Undergraduate Research

Julian Hirsch '20

OUR Featured Researcher: Julian Hirsch '20

Portrait of Julian Hirsch
Photo credit: Tanya Rosen-Jones

Julian Hirsch (he/him) is an Archaeological Studies, Classical Civilizations major doing mentored research under Professors Amy Margaris and Cindy Chapman. His project is titled "The Oberlin Near East Study Collection (ONESC) Initiative". 

Please describe your project: 

The principal aim of my research is to digitize and contextualize Oberlin's artifact Biblical archaeology collection. By developing a sense of how the artifacts in the collection were brought to Oberlin and how they were used to teach Biblical archaeology to theology students, Oberlin's collection can be used to examine wider trends within the field of Biblical studies and its intersections with the archaeology of Palestine in the 20 th century.

Why is your research important?

Oberlin's collection is a non-renwable resource. In today's world, assembling such a collection would largely be considered unethical with certain aspects involved being downright illegal. With no obvious place for these artifacts to go, I believe that it's important to recognize their value as a teaching resource. Before taking on that role we must understand which artifacts we have and how we came to have them. As far as I know, this sort of research is unique and could serve as a template to the many other colleges across the United States with dormant archaeological collections.

What does the process of doing your research look like?

I spend time working on this most days of the week. Mondays are typically archives day where I spend hours reading the correspondence and notes left by the Oberlin religion professors involved with the collection. Other days are spent in the library reading archaeological literature from the early 20 th century to try to get a sense of how archaeology was incorperated with Biblical studies at that time. I spend my Thursday afternoons and Friday mornings taking photos of artifacts in the College's visual resources department. I used to spend hours each week recording and boxing artifacts, but I recently finished that aspect of this work.

What are your findings so far?

I think the main finding so far has been the sort of casual way these artifacts were exchanged between Theologians and archaeologists in the early 20 th century. It's a sort of shocking thing to see an Oberlin professor writing to his friend in Jerusalem asking for archaeological objects and then receiving hundreds of pottery fragments in the mail months later. It seems that to the figures involved in the field at that time, if an artifact was to be used for didactic purposes, it was absolutely fine to take it from a site and then export it back to the United States.

In what ways have you showcased your research?

A lot of this project has been a collaberative student effort. I think about ten students have worked with me on the digitization aspect of the project taking photographs, recording objects etc. That sort of work makes me feel like there are other student stakeholders across multiple years who really want to see this collection in active use again. I will also be presenting my work at the American Schools of Oriental Research conference in San Diego at the end of the month.

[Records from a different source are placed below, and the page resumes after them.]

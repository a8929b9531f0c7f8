//! dunning - operator CLI for the invoice-collections core.
//!
//! Thin front end over `dunning-core`: every subcommand loads the
//! config file, builds a [`CollectionsContext`], performs one
//! operation, and exits with a precise code. The long-running
//! exception is `watch`, which drives the supervision loop until
//! interrupted.
//!
//! [`CollectionsContext`]: dunning_core::context::CollectionsContext

use std::path::PathBuf;

use clap::{Parser, Subcommand};
use tracing_subscriber::EnvFilter;
use tracing_subscriber::layer::SubscriberExt;
use tracing_subscriber::util::SubscriberInitExt;

mod commands;

/// dunning - operator CLI for the invoice-collections core
#[derive(Parser, Debug)]
#[command(name = "dunning")]
#[command(version, about, long_about = None)]
struct Cli {
    /// Path to the collections configuration file
    #[arg(short, long, default_value = "collections.toml")]
    config: PathBuf,

    /// Log level (trace, debug, info, warn, error)
    #[arg(long, default_value = "warn")]
    log_level: String,

    #[command(subcommand)]
    command: Commands,
}

#[derive(Subcommand, Debug)]
enum Commands {
    /// Route a parsed invoice into the system
    Route(commands::route::RouteArgs),

    /// Record a payment against an invoice
    MarkPaid(commands::mark_paid::MarkPaidArgs),

    /// Escalate an overdue invoice
    Escalate(commands::escalate::EscalateArgs),

    /// Inspect and resolve held invoices
    #[command(subcommand)]
    Held(commands::held::HeldCommand),

    /// Check agent heartbeats and consistency once
    Health(commands::health::HealthArgs),

    /// Reconcile the store against the ledger
    Reconcile(commands::reconcile::ReconcileArgs),

    /// Show a snapshot of the whole system
    Status(commands::status::StatusArgs),

    /// Run the supervision loop until interrupted
    Watch(commands::watch::WatchArgs),
}

fn main() {
    let cli = Cli::parse();

    let filter = EnvFilter::try_new(&cli.log_level).unwrap_or_else(|_| EnvFilter::new("warn"));
    tracing_subscriber::registry()
        .with(filter)
        .with(tracing_subscriber::fmt::layer().with_target(false))
        .init();

    let code = match &cli.command {
        Commands::Route(args) => commands::route::run(&cli.config, args),
        Commands::MarkPaid(args) => commands::mark_paid::run(&cli.config, args),
        Commands::Escalate(args) => commands::escalate::run(&cli.config, args),
        Commands::Held(command) => commands::held::run(&cli.config, command),
        Commands::Health(args) => commands::health::run(&cli.config, args),
        Commands::Reconcile(args) => commands::reconcile::run(&cli.config, args),
        Commands::Status(args) => commands::status::run(&cli.config, args),
        Commands::Watch(args) => commands::watch::run(&cli.config, args),
    };
    std::process::exit(i32::from(code));
}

How did you get involved in research? What drove you to want to seek out research experiences in college?

When I was a freshman there was a faculty organized effort to catalog the collection in which I took part. At the end of that project I wasn't overly satisfied with our progress or procedure. At the same time I was developing an interest in the archaeology of the ancient Near East, a subject not offered at Oberlin. After coming up with a research plan, I went to the faculty members involved in the collection's curation and asked them if I would be able to start my own digitization effort. They agreed and this work has since provided me with a platform to independently study that subject.

What is your favorite aspect of the research process?

I think my favorite aspect of the research process is how many hats I get to wear. The project really does skirt the lines between many different disciplines i.e. anthropology, museum studies, Biblical studies etc. and I feel like this work allows me to dip my toe into all of those fields at once. The other thing I've really enjoyed is conducting oral histories. I've been able to interview a few figures who used the collection either as faculty members or students in the 60s and 70s.

How has working with your mentor impacted the development of your research project? How has it impacted you as a researcher?

I think my mentors Cindy Chapman and Amy Margaris have always kept this project grounded. In effect my research is really about this collection in the broadest sense and could go in a million directions. I think they've really helped me to concentrate on one aspect at a time so that at the end of my time at Oberlin I can leave behind a concrete record of my work which other students can build on.

How has the research you’ve conducted contributed to your professional or academic development?

My work has deepened my interest in and knowledge of Near Eastern archaeology. Since the artifacts encomass most time periods from the epi-paleolithic (c. 16,000 B.C.E) to the present, I have been able to get an idea of the types of research questions asked about different periods. This project has in part led to my developing a specific interest in the Levantine Early Bronze Age (c. 3700-2000 B.C.E) which I hope to study in Graduate school.

What advice would you give to a younger student wanting to get involved in research in your field?

If you have a project in mind, go to your professors and talk it over. Chances are they'll not only let you pursue that project, but will also provide invaluable help and advice. Getting a group of Professors together to let me work on this collection is the best decision I've made at Oberlin. If you're specifically interested in working with this collection reach out to Professor Amy Margaris and Professor Cindy Chapman, there is still an incalcuable amount of research that one could do on it.